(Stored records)
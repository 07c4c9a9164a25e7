use thiserror::Error;

use crate::record::ThemeId;

/// Errors raised while resolving tokens, styles, and enum mappings.
///
/// Every variant names the offending path or key so operators can locate the
/// corrupt bundle entry or mapping gap.
#[derive(Debug, Error, Clone, PartialEq)]
pub enum ThemeError {
    /// A reference-shaped value uses a prefix outside the token namespace.
    #[error("token `{path}` uses unrecognized reference prefix in `{reference}`")]
    UnknownPrefix { path: String, reference: String },

    /// A reference points at a path that does not exist in its target layer.
    #[error("token `{path}` references missing token `{target}`")]
    MissingReference { path: String, target: String },

    /// A reference points at a layer that is not resolved yet.
    #[error("token `{path}` references `{target}`, which is not allowed from this layer")]
    LayerOrder { path: String, target: String },

    /// A component reference chain did not settle within the pass limit.
    #[error("token `{path}` is part of a cyclic or too-deep component reference chain")]
    CyclicReference { path: String },

    /// An enum value has no entry in its output table.
    #[error("no output mapping for value `{value}` in category `{category}`")]
    MappingGap { value: String, category: String },

    /// The mapping category name is not known.
    #[error("unknown mapping category `{0}`")]
    UnknownCategory(String),

    /// A token bundle document failed to parse.
    #[error("invalid token bundle: {0}")]
    InvalidBundle(String),

    /// A theme id could not be found in the theme source.
    #[error("theme {0} not found")]
    ThemeNotFound(ThemeId),
}

/// Result type alias for theme resolution.
pub type Result<T> = std::result::Result<T, ThemeError>;

impl ThemeError {
    pub(crate) fn missing(path: impl Into<String>, target: impl Into<String>) -> Self {
        Self::MissingReference {
            path: path.into(),
            target: target.into(),
        }
    }

    pub(crate) fn layer_order(path: impl Into<String>, target: impl Into<String>) -> Self {
        Self::LayerOrder {
            path: path.into(),
            target: target.into(),
        }
    }

    /// The token path or enum value the error is about.
    pub fn subject(&self) -> String {
        match self {
            Self::UnknownPrefix { path, .. }
            | Self::MissingReference { path, .. }
            | Self::LayerOrder { path, .. }
            | Self::CyclicReference { path } => path.clone(),
            Self::MappingGap { value, .. } => value.clone(),
            Self::UnknownCategory(category) => category.clone(),
            Self::InvalidBundle(_) => String::new(),
            Self::ThemeNotFound(id) => id.to_string(),
        }
    }
}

_Exercise directions_. Scan the entries above for the word "points". Report the lines that hold it.

_Reply_.
    /// A reference points at a path that does not exist in its target layer.
    /// A reference points at a layer that is not resolved yet.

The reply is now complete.